Perils of avoiding action

Thirty years ago, world leaders did not know the totality of the consequences that inaction on climate change would have. Today, that is not the case. The international scientific community has outlined the horrors that people and the planet will face if emissions are not cut... and in some cases even if they are reduced.

Regardless of the threat, world leaders seem unable to take climate change seriously. Just before COP26 began, the leaders of the G-20 countries met in Italy where the climate was one of the main topics of conversation. During the event, almost all leaders were photographed throwing a coin into the Trevi fountain to summon good luck in confronting the crisis. The photo-op was widely condemned as silly and trivial as these leaders hold the power to make a sizeable difference in enacting an agenda that could avoid the environmental and human destruction that will follow continued inaction.

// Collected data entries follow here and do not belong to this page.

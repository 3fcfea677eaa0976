//! Expression compilation
//!
//! Turns a parsed expression into a cursor tree over the live index. Names
//! resolve here: an unreferenced tag or unknown word in a positive position
//! is an empty result, not an error.
//!
//! One structural rewrite applies: subtracting a tag whose complement is
//! materialised becomes an intersection with that complement, which walks
//! the (usually much smaller) inverse set instead of rescanning the
//! subtrahend on every step.

use crate::error::{Result, TagdexError};
use crate::index::{IndexStore, TopicSet};

use super::cursor::Cursor;
use super::expr::Expr;

/// A wildcard may expand to at most this fraction of all topics
const WILDCARD_CAP_DIVISOR: usize = 4;

/// Compile an expression against the index
pub fn compile<'a>(store: &'a IndexStore, expr: &Expr) -> Result<Cursor<'a>> {
    match expr {
        Expr::Tag(0) => Ok(Cursor::basic(store.global_topics())),
        Expr::Tag(id) => Ok(match store.tag_topics(*id) {
            Some(set) => Cursor::basic(set),
            None => Cursor::Null,
        }),
        Expr::Word(word) => Ok(match store.word_topics(word) {
            Some(set) => Cursor::basic(set),
            None => Cursor::Null,
        }),
        Expr::Prefix(prefix) => compile_prefix(store, prefix),
        Expr::Union(children) => Ok(Cursor::union(compile_all(store, children)?)),
        Expr::Intersection(children) => Ok(Cursor::intersection(compile_all(store, children)?)),
        Expr::Difference(minuend, subtrahend) => compile_difference(store, minuend, subtrahend),
    }
}

fn compile_all<'a>(store: &'a IndexStore, exprs: &[Expr]) -> Result<Vec<Cursor<'a>>> {
    exprs.iter().map(|expr| compile(store, expr)).collect()
}

/// Compile `minuend − subtrahend`, rewriting through materialised inverses
/// where possible.
fn compile_difference<'a>(
    store: &'a IndexStore,
    minuend: &Expr,
    subtrahend: &Expr,
) -> Result<Cursor<'a>> {
    match subtrahend {
        Expr::Tag(id) if *id > 0 => {
            if let Some(inverse) = store.tag_inverse_topics(*id) {
                return Ok(Cursor::intersection(vec![
                    compile(store, minuend)?,
                    Cursor::basic(inverse),
                ]));
            }
        }
        Expr::Union(members) => {
            // Split the union into members with materialised inverses and
            // the rest. The inverses fold into an intersection; whatever is
            // left is still subtracted.
            let mut inverses: Vec<&TopicSet> = Vec::new();
            let mut rest: Vec<&Expr> = Vec::new();
            for member in members {
                match member {
                    Expr::Tag(id) if *id > 0 => match store.tag_inverse_topics(*id) {
                        Some(set) => inverses.push(set),
                        None => rest.push(member),
                    },
                    other => rest.push(other),
                }
            }
            if !inverses.is_empty() {
                let mut children = vec![compile(store, minuend)?];
                children.extend(inverses.into_iter().map(Cursor::basic));
                let narrowed = Cursor::intersection(children);
                return match rest.len() {
                    0 => Ok(narrowed),
                    1 => Ok(Cursor::difference(narrowed, compile(store, rest[0])?)),
                    _ => {
                        let remainder = rest
                            .into_iter()
                            .map(|member| compile(store, member))
                            .collect::<Result<Vec<_>>>()?;
                        Ok(Cursor::difference(narrowed, Cursor::union(remainder)))
                    }
                };
            }
        }
        _ => {}
    }
    Ok(Cursor::difference(
        compile(store, minuend)?,
        compile(store, subtrahend)?,
    ))
}

/// Expand a word prefix into a union over every matching word
fn compile_prefix<'a>(store: &'a IndexStore, prefix: &str) -> Result<Cursor<'a>> {
    let cap = store.global_topics().len() / WILDCARD_CAP_DIVISOR;
    let mut children = Vec::new();
    let mut budget = 0usize;
    for set in store.word_topics_with_prefix(prefix) {
        let child = Cursor::basic(set);
        budget += child.max_len();
        if budget > cap {
            return Err(TagdexError::TooManyMatches {
                prefix: prefix.to_string(),
            });
        }
        children.push(child);
    }
    Ok(match children.len() {
        0 => Cursor::Null,
        1 => children.remove(0),
        _ => Cursor::union(children),
    })
}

Late-night host, Stephan Colbert noted that it's “Not a great sign when global cooperation has reached the stage of ‘wish!

Sea-level rise

The rising sea level is one of the most pervasive issues in the discussion on climate change. The IPCC has reported that between now and 2050, water levels from melting sea ice are expected to increase sea levels between five and nine inches. This will have extremely damaging impacts on major cities along vulnerable coastlines.

Without intervention the following cities around the world could see massive destruction from rising sea levels.

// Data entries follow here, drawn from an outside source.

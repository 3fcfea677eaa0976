//! Canonical topic ordering
//!
//! Every ordered topic set and every cursor walks topics newest-first:
//! higher timestamp first, ties broken by higher id. `TopicKey` denormalises
//! the `(ts, id)` pair out of the topic so that ordered sets never key on a
//! field that can change underneath them; a timestamp change re-keys the
//! topic through remove-then-reinsert.

use std::cmp::Ordering;
use std::collections::BTreeSet;

/// Unique topic identifier assigned upstream
pub type TopicId = u64;
/// Seconds-resolution timestamp
pub type Timestamp = u32;
/// Identifier of the user behind a post
pub type UserId = u32;
/// Client-addressable tag identifier
pub type TagId = u32;

/// Ordering key of a topic inside the index
///
/// `Ord` is arranged so that the smallest key is the newest topic, which
/// lets `BTreeSet` iteration and `range(key..)` walk the canonical order
/// directly.
#[derive(Clone, Copy, PartialEq, Eq, Hash, Debug)]
pub struct TopicKey {
    pub ts: Timestamp,
    pub id: TopicId,
}

impl TopicKey {
    pub fn new(ts: Timestamp, id: TopicId) -> Self {
        Self { ts, id }
    }

    /// Synthetic search key for fast-forwarding to a timestamp.
    ///
    /// Id zero sorts after every real topic sharing the timestamp, so a
    /// fast-forward to a probe lands on the first topic at or older than
    /// `ts` that a real id could not reach.
    pub fn probe(ts: Timestamp) -> Self {
        Self { ts, id: 0 }
    }
}

impl Ord for TopicKey {
    fn cmp(&self, other: &Self) -> Ordering {
        other
            .ts
            .cmp(&self.ts)
            .then_with(|| other.id.cmp(&self.id))
    }
}

impl PartialOrd for TopicKey {
    fn partial_cmp(&self, other: &Self) -> Option<Ordering> {
        Some(self.cmp(other))
    }
}

/// An ordered set of topic keys, newest first
pub type TopicSet = BTreeSet<TopicKey>;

What cities will be impacted by rising sea levels in the United States?

  • Miami, Florida
  • Atlantic City, New Jersey
  • Key West, Florida
  • Gavelston, Texas
  • Ocean City, Maryland
  • Seattle, Washington
  • St Pete Beach, Florida
  • Tybee Island, Georgia
  • Charleston Central, South Carolina
  • New Orleans, Louisiana
  • Los Angeles, California
  • San Diego, California
  • Fort Lauderdale, Florida
  • Hoboken, New Jersey
  • Honolulu, Hawaii
  • New York, New York

Source: The Travel

In New York City, the most populous in the US, experts believe that by 2050 the Big Apple could see an increase between four to eight inches which could begin to cause problems. Other models predict that in the next century, sea-level rise could reach more than eight feet which would put parts of Manhattan completely underwater.

Coral Reefs

If warming is not kept under 1.5℃ anywhere between seventy to ninety percent of coral reeves around the world could die. Warming sea temperatures have already killed more than half of the coral in the Great Barrier Reef -- the world's largest reef -- since 1995. Around the world, 1.2 billion people derive their livelihoods from reef ecosystems or depend on them for sustenance. With the majority of dying at alarming rates, huge populations could face extreme poverty and starvation.